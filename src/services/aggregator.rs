//! Commission Aggregator - read-only totals and CSV export over the ledger

use std::fmt::Write as _;
use std::io;
use std::sync::Arc;

use rust_decimal::Decimal;
use serde::Serialize;
use tracing::info;
use uuid::Uuid;

use crate::config::ExportConfig;
use crate::error::{CommissionError, CommissionResult};
use crate::models::{CommissionReportRow, CommissionStatus};
use crate::store::CommissionStore;

/// Exact export header, in column order.
pub const CSV_HEADER: [&str; 10] = [
    "Date",
    "Shop",
    "Category",
    "Payment Amount",
    "Agent",
    "Agent Commission",
    "Operator",
    "Operator Commission",
    "Company Revenue",
    "Status",
];

const NOT_AVAILABLE: &str = "N/A";

/// Ledger-wide sums
#[derive(Debug, Clone, Default, PartialEq, Eq, Serialize)]
pub struct CommissionTotals {
    pub agent_total: Decimal,
    pub operator_total: Decimal,
    pub company_total: Decimal,
    pub grand_total: Decimal,
    pub pending_count: usize,
    pub paid_count: usize,
    pub commission_count: usize,
}

/// What one user has earned across the ledger
#[derive(Debug, Clone, PartialEq, Eq, Serialize)]
pub struct UserEarnings {
    pub user_id: Uuid,
    pub as_agent: Decimal,
    pub as_operator: Decimal,
    pub pending: Decimal,
    pub paid: Decimal,
    pub commission_count: usize,
}

/// Read-only reporting over the commission ledger
#[derive(Clone)]
pub struct CommissionAggregator {
    store: Arc<dyn CommissionStore>,
    config: ExportConfig,
}

impl CommissionAggregator {
    pub fn new(store: Arc<dyn CommissionStore>, config: ExportConfig) -> Self {
        Self { store, config }
    }

    pub async fn totals(&self) -> CommissionResult<CommissionTotals> {
        let commissions = self.store.list_commissions().await?;
        let mut totals = CommissionTotals::default();

        for c in &commissions {
            totals.agent_total += c.agent_amount;
            totals.operator_total += c.operator_amount;
            totals.company_total += c.company_amount;
            totals.grand_total += c.total_amount;
            match c.status {
                CommissionStatus::Pending => totals.pending_count += 1,
                CommissionStatus::Paid => totals.paid_count += 1,
            }
        }
        totals.commission_count = commissions.len();
        Ok(totals)
    }

    /// Earnings of a user as agent and as operator.
    pub async fn totals_for_user(&self, user_id: Uuid) -> CommissionResult<UserEarnings> {
        let commissions = self.store.list_commissions().await?;
        let mut earnings = UserEarnings {
            user_id,
            as_agent: Decimal::ZERO,
            as_operator: Decimal::ZERO,
            pending: Decimal::ZERO,
            paid: Decimal::ZERO,
            commission_count: 0,
        };

        for c in &commissions {
            let mut share = Decimal::ZERO;
            if c.agent_id == Some(user_id) {
                earnings.as_agent += c.agent_amount;
                share += c.agent_amount;
            }
            if c.operator_id == Some(user_id) {
                earnings.as_operator += c.operator_amount;
                share += c.operator_amount;
            }
            if c.agent_id != Some(user_id) && c.operator_id != Some(user_id) {
                continue;
            }
            earnings.commission_count += 1;
            match c.status {
                CommissionStatus::Pending => earnings.pending += share,
                CommissionStatus::Paid => earnings.paid += share,
            }
        }
        Ok(earnings)
    }

    /// Render the whole ledger as CSV.
    pub async fn export_csv(&self) -> CommissionResult<String> {
        let mut buf = Vec::new();
        self.export_to(&mut buf).await?;
        String::from_utf8(buf).map_err(|e| CommissionError::Storage(e.to_string()))
    }

    /// Stream the CSV export into `writer`. Returns the number of data rows.
    pub async fn export_to<W: io::Write>(&self, writer: W) -> CommissionResult<usize> {
        self.config.validate()?;
        let rows = self.store.commission_report().await?;
        let mut csv = csv::Writer::from_writer(writer);

        csv.write_record(CSV_HEADER)?;
        for row in &rows {
            csv.write_record(self.render_row(row)?)?;
        }
        csv.flush()?;

        info!(rows = rows.len(), "Exported commission report");
        Ok(rows.len())
    }

    fn render_row(&self, row: &CommissionReportRow) -> CommissionResult<[String; 10]> {
        let mut date = String::new();
        write!(date, "{}", row.payment_date.format(&self.config.date_format)).map_err(|_| {
            CommissionError::InvalidDateFormat {
                format: self.config.date_format.clone(),
            }
        })?;

        Ok([
            date,
            row.shop_name.clone(),
            row.category.clone().unwrap_or_default(),
            money(row.payment_amount),
            party(&row.agent_name),
            money(row.agent_amount),
            party(&row.operator_name),
            money(row.operator_amount),
            money(row.company_amount),
            row.status.to_string(),
        ])
    }
}

fn money(amount: Decimal) -> String {
    format!("{:.2}", amount)
}

fn party(name: &Option<String>) -> String {
    name.clone().unwrap_or_else(|| NOT_AVAILABLE.to_string())
}

#[cfg(test)]
mod tests {
    use super::*;

    #[test]
    fn test_money_always_two_places() {
        assert_eq!(money(Decimal::from(72)), "72.00");
        assert_eq!(money(Decimal::new(805, 1)), "80.50");
    }

    #[test]
    fn test_missing_party_renders_na() {
        assert_eq!(party(&None), "N/A");
        assert_eq!(party(&Some("Ana".into())), "Ana");
    }

    #[test]
    fn test_header_layout() {
        assert_eq!(
            CSV_HEADER.join(","),
            "Date,Shop,Category,Payment Amount,Agent,Agent Commission,Operator,Operator Commission,Company Revenue,Status"
        );
    }
}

AIM OF THE TASK
Every record above needs to be returned in full, exactly.

WRITTEN ANSWER
filename src/services/aggregator.rs
//! Commission Aggregator - read-only totals and CSV export over the ledger

use std::fmt::Write as _;
use std::io;
use std::sync::Arc;

use rust_decimal::Decimal;
use serde::Serialize;
use tracing::info;
use uuid::Uuid;

use crate::config::ExportConfig;
use crate::error::{CommissionError, CommissionResult};
use crate::models::{CommissionReportRow, CommissionStatus};
use crate::store::CommissionStore;

/// Exact export header, in column order.
pub const CSV_HEADER: [&str; 10] = [
    "Date",
    "Shop",
    "Category",
    "Payment Amount",
    "Agent",
    "Agent Commission",
    "Operator",
    "Operator Commission",
    "Company Revenue",
    "Status",
];

const NOT_AVAILABLE: &str = "N/A";

/// Ledger-wide sums
#[derive(Debug, Clone, Default, PartialEq, Eq, Serialize)]
pub struct CommissionTotals {
    pub agent_total: Decimal,
    pub operator_total: Decimal,
    pub company_total: Decimal,
    pub grand_total: Decimal,
    pub pending_count: usize,
    pub paid_count: usize,
    pub commission_count: usize,
}

/// What one user has earned across the ledger
#[derive(Debug, Clone, PartialEq, Eq, Serialize)]
pub struct UserEarnings {
    pub user_id: Uuid,
    pub as_agent: Decimal,
    pub as_operator: Decimal,
    pub pending: Decimal,
    pub paid: Decimal,
    pub commission_count: usize,
}

/// Read-only reporting over the commission ledger
#[derive(Clone)]
pub struct CommissionAggregator {
    store: Arc<dyn CommissionStore>,
    config: ExportConfig,
}

impl CommissionAggregator {
    pub fn new(store: Arc<dyn CommissionStore>, config: ExportConfig) -> Self {
        Self { store, config }
    }

    pub async fn totals(&self) -> CommissionResult<CommissionTotals> {
        let commissions = self.store.list_commissions().await?;
        let mut totals = CommissionTotals::default();

        for c in &commissions {
            totals.agent_total += c.agent_amount;
            totals.operator_total += c.operator_amount;
            totals.company_total += c.company_amount;
            totals.grand_total += c.total_amount;
            match c.status {
                CommissionStatus::Pending => totals.pending_count += 1,
                CommissionStatus::Paid => totals.paid_count += 1,
            }
        }
        totals.commission_count = commissions.len();
        Ok(totals)
    }

    /// Earnings of a user as agent and as operator.
    pub async fn totals_for_user(&self, user_id: Uuid) -> CommissionResult<UserEarnings> {
        let commissions = self.store.list_commissions().await?;
        let mut earnings = UserEarnings {
            user_id,
            as_agent: Decimal::ZERO,
            as_operator: Decimal::ZERO,
            pending: Decimal::ZERO,
            paid: Decimal::ZERO,
            commission_count: 0,
        };

        for c in &commissions {
            let mut share = Decimal::ZERO;
            if c.agent_id == Some(user_id) {
                earnings.as_agent += c.agent_amount;
                share += c.agent_amount;
            }
            if c.operator_id == Some(user_id) {
                earnings.as_operator += c.operator_amount;
                share += c.operator_amount;
            }
            if c.agent_id != Some(user_id) && c.operator_id != Some(user_id) {
                continue;
            }
            earnings.commission_count += 1;
            match c.status {
                CommissionStatus::Pending => earnings.pending += share,
                CommissionStatus::Paid => earnings.paid += share,
            }
        }
        Ok(earnings)
    }

    /// Render the whole ledger as CSV.
    pub async fn export_csv(&self) -> CommissionResult<String> {
        let mut buf = Vec::new();
        self.export_to(&mut buf).await?;
        String::from_utf8(buf).map_err(|e| CommissionError::Storage(e.to_string()))
    }

    /// Stream the CSV export into `writer`. Returns the number of data rows.
    pub async fn export_to<W: io::Write>(&self, writer: W) -> CommissionResult<usize> {
        self.config.validate()?;
        let rows = self.store.commission_report().await?;
        let mut csv = csv::Writer::from_writer(writer);

        csv.write_record(CSV_HEADER)?;
        for row in &rows {
            csv.write_record(self.render_row(row)?)?;
        }
        csv.flush()?;

        info!(rows = rows.len(), "Exported commission report");
        Ok(rows.len())
    }

    fn render_row(&self, row: &CommissionReportRow) -> CommissionResult<[String; 10]> {
        let mut date = String::new();
        write!(date, "{}", row.payment_date.format(&self.config.date_format)).map_err(|_| {
            CommissionError::InvalidDateFormat {
                format: self.config.date_format.clone(),
            }
        })?;

        Ok([
            date,
            row.shop_name.clone(),
            row.category.clone().unwrap_or_default(),
            money(row.payment_amount),
            party(&row.agent_name),
            money(row.agent_amount),
            party(&row.operator_name),
            money(row.operator_amount),
            money(row.company_amount),
            row.status.to_string(),
        ])
    }
}

fn money(amount: Decimal) -> String {
    format!("{:.2}", amount)
}

fn party(name: &Option<String>) -> String {
    name.clone().unwrap_or_else(|| NOT_AVAILABLE.to_string())
}

#[cfg(test)]
mod tests {
    use super::*;

    #[test]
    fn test_money_always_two_places() {
        assert_eq!(money(Decimal::from(72)), "72.00");
        assert_eq!(money(Decimal::new(805, 1)), "80.50");
    }

    #[test]
    fn test_missing_party_renders_na() {
        assert_eq!(party(&None), "N/A");
        assert_eq!(party(&Some("Ana".into())), "Ana");
    }

    #[test]
    fn test_header_layout() {
        assert_eq!(
            CSV_HEADER.join(","),
            "Date,Shop,Category,Payment Amount,Agent,Agent Commission,Operator,Operator Commission,Company Revenue,Status"
        );
    }
}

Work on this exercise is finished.